The patriarch of a powerful clan pleaded not guilty Wednesday to charges he masterminded the 2009 massacre of at least 57 political opponents and journalists in the Philippines' worst election-related killings.
Andal Ampatuan Sr. was arraigned in a special court inside a Manila maximum-security prison, 18 months after he and a dozen family members were arrested over the killings in the southern province of Maguindanao that shook a country accustomed to political violence.
Ampatuan's son, former Mayor Andal Ampatuan Jr., is accused of leading about 150 gunmen with his father's approval in stopping an election caravan and allegedly mowing down the family and supporters of their political rival. Most of the victims were women and included at least 31 journalists and their staff, the single worst killing of media workers in the world.
A total of 196 people have been charged with multiple murder, 88 of whom are in custody, and 57 have been arraigned. More than 50 others are still at large.
Andal Ampatuan Jr. and the others previously have pleaded not guilty.
The International Federation of Journalists said Wednesday's arraignment was "an important milestone."
"We can only hope that the trial continues to progress from this point on for the sake of the victims' families," said the federation's Asia-Pacific director, Jacqueline Park.
After a court clerk read the names of the 57 victims, 70-year-old Andal Ampatuan Sr., dressed in a yellow detainee shirt and black slacks, was asked to enter a plea and responded in English, "Not guilty."
About two dozen victims' relatives seated in the courtroom jeered, prompting Judge Jocelyn Reyes to issue a warning to keep quiet.
Juliet Evardo, whose 24-year-old son Julito was an editor of local TV station UNTV, said that she expected an innocent plea from the Ampatuans. "We knew that they will not admit that they murdered those people."
Still, she said, "We have been waiting for a long time for him to be arraigned."
The brazenness and brutality of the massacre exposed the abuse of power and impunity with which powerful clans have lorded over impoverished, restive regions where they allegedly buy votes, intimidate and eliminate opponents while relying on protection from their political patrons.
The Ampatuans held key posts in an autonomous Muslim region in the southern Philippines and named towns after their family members. They delivered the winning votes for their ally, former President Gloria Macapagal Arroyo, and her candidates in national elections.
After the killings, Arroyo cut ties and cracked down on the Ampatuans.
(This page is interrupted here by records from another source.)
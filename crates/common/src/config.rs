use anyhow::{Context, Result};
use serde::Deserialize;
use validator::Validate;

// Default constants
pub const DEFAULT_MAX_ACTIVE_PLANS: usize = 20;
pub const DEFAULT_MAX_WORKERS: usize = 64;
pub const DEFAULT_TIME_SLICE_MS: u64 = 2000;
pub const DEFAULT_FETCH_SIZE: usize = 2048;
pub const DEFAULT_MAX_BUFFERED_ROWS: usize = 65536;
pub const DEFAULT_LOB_CHUNK_SIZE: usize = 100 * 1024;
pub const DEFAULT_SHUTDOWN_TIMEOUT_MS: u64 = 30_000;

pub const DEFAULT_CACHE_MAX_ENTRIES: u64 = 1024;
pub const DEFAULT_CACHE_TTL_SECONDS: u64 = 3600;
pub const DEFAULT_MAX_CACHED_ROWS: usize = 100_000;

pub const DEFAULT_LOG_FILTER: &str = "info";

#[derive(Debug, Deserialize, Default, Clone, Validate)]
pub struct AppConfig {
    #[serde(default)]
    #[validate(nested)]
    pub engine: EngineSettings,
    #[serde(default)]
    #[validate(nested)]
    pub cache: CacheSettings,
    #[serde(default)]
    pub telemetry: TelemetryConfig,
}

/// Scheduling, admission and delivery knobs for the engine.
#[derive(Debug, Deserialize, Clone, Validate)]
pub struct EngineSettings {
    /// Upper bound on concurrently active plans; further requests are parked.
    #[serde(default = "default_max_active_plans")]
    #[validate(range(min = 1))]
    pub max_active_plans: usize,

    /// Size of the worker pool that runs work items.
    #[serde(default = "default_max_workers")]
    #[validate(range(min = 1))]
    pub max_workers: usize,

    /// Processing time slice before a request yields for fairness.
    #[serde(default = "default_time_slice_ms")]
    #[validate(range(min = 1))]
    pub time_slice_ms: u64,

    #[serde(default = "default_fetch_size")]
    #[validate(range(min = 1))]
    pub default_fetch_size: usize,

    /// Rows a request may buffer ahead of the consumer before it idles.
    #[serde(default = "default_max_buffered_rows")]
    #[validate(range(min = 1))]
    pub max_buffered_rows: usize,

    #[serde(default = "default_lob_chunk_size")]
    #[validate(range(min = 1))]
    pub lob_chunk_size: usize,

    #[serde(default = "default_shutdown_timeout_ms")]
    pub shutdown_timeout_ms: u64,
}

impl Default for EngineSettings {
    fn default() -> Self {
        Self {
            max_active_plans: default_max_active_plans(),
            max_workers: default_max_workers(),
            time_slice_ms: default_time_slice_ms(),
            default_fetch_size: default_fetch_size(),
            max_buffered_rows: default_max_buffered_rows(),
            lob_chunk_size: default_lob_chunk_size(),
            shutdown_timeout_ms: default_shutdown_timeout_ms(),
        }
    }
}

fn default_max_active_plans() -> usize {
    DEFAULT_MAX_ACTIVE_PLANS
}
fn default_max_workers() -> usize {
    DEFAULT_MAX_WORKERS
}
fn default_time_slice_ms() -> u64 {
    DEFAULT_TIME_SLICE_MS
}
fn default_fetch_size() -> usize {
    DEFAULT_FETCH_SIZE
}
fn default_max_buffered_rows() -> usize {
    DEFAULT_MAX_BUFFERED_ROWS
}
fn default_lob_chunk_size() -> usize {
    DEFAULT_LOB_CHUNK_SIZE
}
fn default_shutdown_timeout_ms() -> u64 {
    DEFAULT_SHUTDOWN_TIMEOUT_MS
}

#[derive(Debug, Deserialize, Clone, Validate)]
pub struct CacheTierSettings {
    #[serde(default = "default_cache_enabled")]
    pub enabled: bool,
    #[serde(default = "default_cache_max_entries")]
    #[validate(range(min = 1))]
    pub max_entries: u64,
    #[serde(default = "default_cache_ttl_seconds")]
    pub ttl_seconds: u64,
}

impl Default for CacheTierSettings {
    fn default() -> Self {
        Self {
            enabled: default_cache_enabled(),
            max_entries: default_cache_max_entries(),
            ttl_seconds: default_cache_ttl_seconds(),
        }
    }
}

#[derive(Debug, Deserialize, Clone, Validate)]
pub struct CacheSettings {
    #[serde(default)]
    #[validate(nested)]
    pub result_cache: CacheTierSettings,
    #[serde(default)]
    #[validate(nested)]
    pub plan_cache: CacheTierSettings,
    /// Results with more rows than this are never cached.
    #[serde(default = "default_max_cached_rows")]
    pub max_cached_rows: usize,
    /// Directory for externalized LOB payloads; in-memory when unset.
    #[serde(default)]
    pub lob_directory: Option<String>,
}

impl Default for CacheSettings {
    fn default() -> Self {
        Self {
            result_cache: CacheTierSettings::default(),
            plan_cache: CacheTierSettings::default(),
            max_cached_rows: default_max_cached_rows(),
            lob_directory: None,
        }
    }
}

fn default_cache_enabled() -> bool {
    true
}
fn default_cache_max_entries() -> u64 {
    DEFAULT_CACHE_MAX_ENTRIES
}
fn default_cache_ttl_seconds() -> u64 {
    DEFAULT_CACHE_TTL_SECONDS
}
fn default_max_cached_rows() -> usize {
    DEFAULT_MAX_CACHED_ROWS
}

#[derive(Debug, Deserialize, Clone)]
pub struct TelemetryConfig {
    #[serde(default = "default_log_filter")]
    pub log_filter: String,
    #[serde(default)]
    pub json: bool,
}

impl Default for TelemetryConfig {
    fn default() -> Self {
        Self {
            log_filter: default_log_filter(),
            json: false,
        }
    }
}

fn default_log_filter() -> String {
    DEFAULT_LOG_FILTER.to_string()
}

impl AppConfig {
    pub fn from_file(path: &str) -> Result<Self> {
        let builder = config::Config::builder();

        let builder = if std::path::Path::new(path).exists() {
            builder.add_source(config::File::with_name(path))
        } else {
            builder
        };

        // SLUICE__ENGINE__MAX_ACTIVE_PLANS maps to engine.max_active_plans, etc.
        let builder = builder.add_source(
            config::Environment::with_prefix("SLUICE")
                .separator("__")
                .try_parsing(true),
        );

        let cfg = builder.build().context("Failed to build configuration")?;

        let app_config: AppConfig = cfg
            .try_deserialize()
            .context("Failed to deserialize configuration")?;

        app_config
            .validate()
            .map_err(|e| anyhow::anyhow!("Configuration validation failed: {:?}", e))?;

        Ok(app_config)
    }
}

#[cfg(test)]
mod tests {
    use super::*;
    use std::io::Write;

    #[test]
    fn test_app_config_validation() {
        let config = AppConfig::default();
        assert!(config.validate().is_ok());
        assert_eq!(config.engine.max_active_plans, DEFAULT_MAX_ACTIVE_PLANS);
    }

    #[test]
    fn test_zero_active_plans_rejected() {
        let config = EngineSettings {
            max_active_plans: 0,
            ..Default::default()
        };
        assert!(config.validate().is_err());
    }

    #[test]
    fn test_from_file_reads_yaml() {
        let dir = tempfile::tempdir().unwrap();
        let path = dir.path().join("sluice.yaml");
        let mut file = std::fs::File::create(&path).unwrap();
        writeln!(
            file,
            "engine:\n  max_active_plans: 3\n  time_slice_ms: 50\ncache:\n  max_cached_rows: 10"
        )
        .unwrap();

        let config = AppConfig::from_file(path.to_str().unwrap()).unwrap();
        assert_eq!(config.engine.max_active_plans, 3);
        assert_eq!(config.engine.time_slice_ms, 50);
        assert_eq!(config.engine.max_workers, DEFAULT_MAX_WORKERS);
        assert_eq!(config.cache.max_cached_rows, 10);
    }

    #[test]
    fn test_missing_file_uses_defaults() {
        let config = AppConfig::from_file("does/not/exist.yaml").unwrap();
        assert_eq!(config.engine.default_fetch_size, DEFAULT_FETCH_SIZE);
        assert!(config.cache.result_cache.enabled);
    }
}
The new president, Benigno Aquino III, promised that his administration would deliver justice and fix the system that allows political warlords to tap private armies and government-armed militia to run their fiefdoms.
Victims' kin have criticized the slow pace of the trial and many fear the wealth and influence of the Ampatuans will allow them to manipulate the outcome.
Ampatuan's servant, Lakmudin Saliao, has testified in court that six days before the Nov. 23, 2009, massacre, the patriarch gathered his siblings over dinner to ask how they could stop their political rival, Esmael Mangudadatu, from running for governor.
According to Saliao, Ampatuan Jr. said "If they come here, just kill them all." His father allegedly agreed and ordered that Mangudadatu should be stopped on a highway where he was supposed to pass on the way to file his candidacy papers.
Mangudadatu, who was later elected governor, sent his wife, sisters and other female relatives accompanied by journalists in the belief that women would not be harmed.
On the day of the crime, Saliao said Ampatuan Jr. told his father by cellphone _ its loudspeaker on _ that he had blocked the convoy. The father ordered him to gun down everybody but spare the media, to which Ampatuan Jr. replied, "No ... somebody could talk if we won't wipe out everybody."
Associated Press writers Hrvoje Hranjski and Teresa Cerojano contributed to this report.